L’Union européenne et les Etats-Unis ont vanté mercredi et jeudi à Pittsburgh leur nouvelle coopération dans leurs échanges commerciaux. Mais cet esprit neuf, à défaut d’une réelle concorde, menace de se briser sur l’épineux conflit des droits de douane sur l’acier et l’aluminium qu’ils doivent régler dans les prochaines semaines.
Le sujet, qui empoisonne les relations commerciales transatlantiques depuis plus de trois ans, n’est pas à l’ordre du jour de la réunion du Conseil UE-Etats-Unis sur le Commerce et la Technologie (TTC) qui s’achève jeudi en Pennsylvanie.
Mais il éclipse l’enthousiasme exprimé par les hauts responsables américains et européens sur leur nouvelle collaboration commerciale après les difficiles années Trump.
Les Européens espèrent un geste de l’administration Biden qui, dans le domaine de la politique commerciale, la démarque clairement de Donald Trump.
Avant son départ mardi pour Pittsburgh, le Commissaire européen chargé du Commerce Valdis Dombrovskis avait d’ailleurs estimé que les discussions pour régler ce contentieux étaient « à un stade avancé ».
Mais après une réunion bilatérale avec la secrétaire américaine au Commerce Gina Raimondo et des échanges plus informels, un responsable européen a reconnu que trouver un accord n’allait « pas être facile ».
« Nous n’aurons pas une solution demain », a-t-il prévenu devant la presse en marge de la réunion du TTC à Pittsburgh.
Résoudre ce différend est d’autant plus ardu que le principal point d’achoppement est l’essence même de ce qui a justifié l’imposition de surtaxes par l’administration Trump: la protection de la sécurité nationale américaine.
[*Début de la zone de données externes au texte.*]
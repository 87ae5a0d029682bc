//! Token kinds shared by every lexer mode

use serde::Serialize;

/// Terminal symbols seen by the parser
///
/// Each lexer mode recognizes a subset of these; the same kind may be
/// produced by several modes (`|` is a [`TokenKind::Pipe`] everywhere).
#[derive(Debug, Clone, Copy, PartialEq, Eq, Hash, PartialOrd, Ord, Serialize)]
pub enum TokenKind {
    // === Command keywords ===
    Dissect,
    Drop,
    Enrich,
    Eval,
    Explain,
    From,
    Grok,
    InlineStats,
    Keep,
    Limit,
    MvExpand,
    Project,
    Rename,
    Row,
    Show,
    Sort,
    Stats,
    Where,
    /// Any other word in command position
    UnknownCommand,

    // === Delimiters ===
    Pipe,
    Comma,
    Dot,
    Assign,
    Colon,
    LeftParen,
    RightParen,
    OpeningBracket,
    ClosingBracket,

    // === Literals ===
    String,
    Integer,
    Decimal,
    Param,

    // === Expression keywords ===
    And,
    Asc,
    By,
    Desc,
    False,
    First,
    In,
    Is,
    Last,
    Like,
    Not,
    Null,
    Nulls,
    Or,
    Rlike,
    True,

    // === Operators ===
    Eq,
    CiEq,
    Neq,
    Lt,
    Lte,
    Gt,
    Gte,
    Plus,
    Minus,
    Asterisk,
    Slash,
    Percent,

    // === Mode-specific keywords ===
    Metadata,
    As,
    On,
    With,
    Info,
    Functions,

    // === Identifiers ===
    Identifier,
    QuotedIdentifier,
    IdentifierPattern,
    SourceIdentifier,
    PolicyName,
    SettingText,

    // === Special ===
    /// Input the current mode does not recognize
    Unknown,
    Eof,
}

impl TokenKind {
    pub fn describe(&self) -> &'static str {
        match self {
            TokenKind::Dissect => "DISSECT",
            TokenKind::Drop => "DROP",
            TokenKind::Enrich => "ENRICH",
            TokenKind::Eval => "EVAL",
            TokenKind::Explain => "EXPLAIN",
            TokenKind::From => "FROM",
            TokenKind::Grok => "GROK",
            TokenKind::InlineStats => "INLINESTATS",
            TokenKind::Keep => "KEEP",
            TokenKind::Limit => "LIMIT",
            TokenKind::MvExpand => "MV_EXPAND",
            TokenKind::Project => "PROJECT",
            TokenKind::Rename => "RENAME",
            TokenKind::Row => "ROW",
            TokenKind::Show => "SHOW",
            TokenKind::Sort => "SORT",
            TokenKind::Stats => "STATS",
            TokenKind::Where => "WHERE",
            TokenKind::UnknownCommand => "unknown command",
            TokenKind::Pipe => "'|'",
            TokenKind::Comma => "','",
            TokenKind::Dot => "'.'",
            TokenKind::Assign => "'='",
            TokenKind::Colon => "':'",
            TokenKind::LeftParen => "'('",
            TokenKind::RightParen => "')'",
            TokenKind::OpeningBracket => "'['",
            TokenKind::ClosingBracket => "']'",
            TokenKind::String => "string",
            TokenKind::Integer => "integer",
            TokenKind::Decimal => "decimal",
            TokenKind::Param => "'?'",
            TokenKind::And => "AND",
            TokenKind::Asc => "ASC",
            TokenKind::By => "BY",
            TokenKind::Desc => "DESC",
            TokenKind::False => "FALSE",
            TokenKind::First => "FIRST",
            TokenKind::In => "IN",
            TokenKind::Is => "IS",
            TokenKind::Last => "LAST",
            TokenKind::Like => "LIKE",
            TokenKind::Not => "NOT",
            TokenKind::Null => "NULL",
            TokenKind::Nulls => "NULLS",
            TokenKind::Or => "OR",
            TokenKind::Rlike => "RLIKE",
            TokenKind::True => "TRUE",
            TokenKind::Eq => "'=='",
            TokenKind::CiEq => "'=~'",
            TokenKind::Neq => "'!='",
            TokenKind::Lt => "'<'",
            TokenKind::Lte => "'<='",
            TokenKind::Gt => "'>'",
            TokenKind::Gte => "'>='",
            TokenKind::Plus => "'+'",
            TokenKind::Minus => "'-'",
            TokenKind::Asterisk => "'*'",
            TokenKind::Slash => "'/'",
            TokenKind::Percent => "'%'",
            TokenKind::Metadata => "METADATA",
            TokenKind::As => "AS",
            TokenKind::On => "ON",
            TokenKind::With => "WITH",
            TokenKind::Info => "INFO",
            TokenKind::Functions => "FUNCTIONS",
            TokenKind::Identifier => "identifier",
            TokenKind::QuotedIdentifier => "quoted identifier",
            TokenKind::IdentifierPattern => "identifier pattern",
            TokenKind::SourceIdentifier => "index name",
            TokenKind::PolicyName => "policy name",
            TokenKind::SettingText => "setting",
            TokenKind::Unknown => "unrecognized input",
            TokenKind::Eof => "end of input",
        }
    }
}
Invoquant cette nécessité impérieuse, l’ancien président avait infligé en juin 2018 des droits de douane additionnels de 25% sur l’acier et de 10% sur l’aluminium de plusieurs régions du monde, dont l’Union européenne.
Les Européens avaient répliqué en taxant les motos comme les Harley-Davidson, les jeans (dont les Levi’s) ou le whiskey.
– « Gagnant-gagnant » –
« Nous ne nous voyons pas (…) comme une menace pour la sécurité nationale des États-Unis », a souligné le responsable européen. « De notre point de vue le point d’achoppement est comment on supprime complètement » ces surtaxes, a-t-il ajouté. « Mais c’est notre perception ».
Les points de vue divergent d’autant plus que les deux parties sont sous la pression des lobbys industriels.
Interrogé sur la possibilité d’accepter des quotas d’exportations, le responsable a souligné: « tout dépend de ce qui est sur la table ».
« Nous ne signerons pas quelque chose qui reviendrait à nous faire payer pour le reste du monde », a-t-il affirmé. « Ce doit être du gagnant-gagnant ».
Valdis Dombrovskis a précisé mardi que les négociateurs ne disposaient plus que de quelques semaines pour trouver un consensus.
En juin, lors de l’annonce du règlement du conflit sur les subventions à Airbus et Boeing, Washington et Bruxelles s’étaient donnés jusqu’au 1er décembre pour trouver un accord sur l’acier faute de quoi l’UE imposerait une hausse de ses tarifs douaniers.
– Début novembre –
Mais « nous avons besoin de plus ou moins un mois pour les procédures internes » à la Commission afin d’éviter son entrée en vigueur automatique, a expliqué Valdis Dombrovskis, soit « début novembre ».
Cette perspective suscite l’inquiétude de la filière du whiskey américain.
Car sans accord sur l’acier, les droits de douane sur cet alcool doubleront à 50% au 1er décembre. Ce serait un nouveau coup dur aux exportations qui ont chuté de 37% en trois ans vers l’Union européenne.
Dans une lettre adressée cette semaine à la représentante américaine au Commerce Katherine Tai et à Gina Raimondo, 50 fédérations américaines exhortent à trouver un accord sans délai.
Mais du côté américain, rien n’a filtré.
L’échéance de début novembre met la pression sur l’administration Biden.
Mais « les positions sont très éloignées », ont reconnu des responsables européens. « Nous avons néanmoins une compréhension commune que (…) nous devons faire converger nos points de vue ».
C’est cette même approche « constructive » qui prévaut à l’égard de la Chine, autre grand sujet sur le commerce, a souligné mercredi la commissaire chargée de la politique de concurrence, Margrethe Vestager.
Un autre responsable a détaillé la méthode: identifier les distorsions commerciales chinoises et trouver « des méthodes communes » pour les résoudre.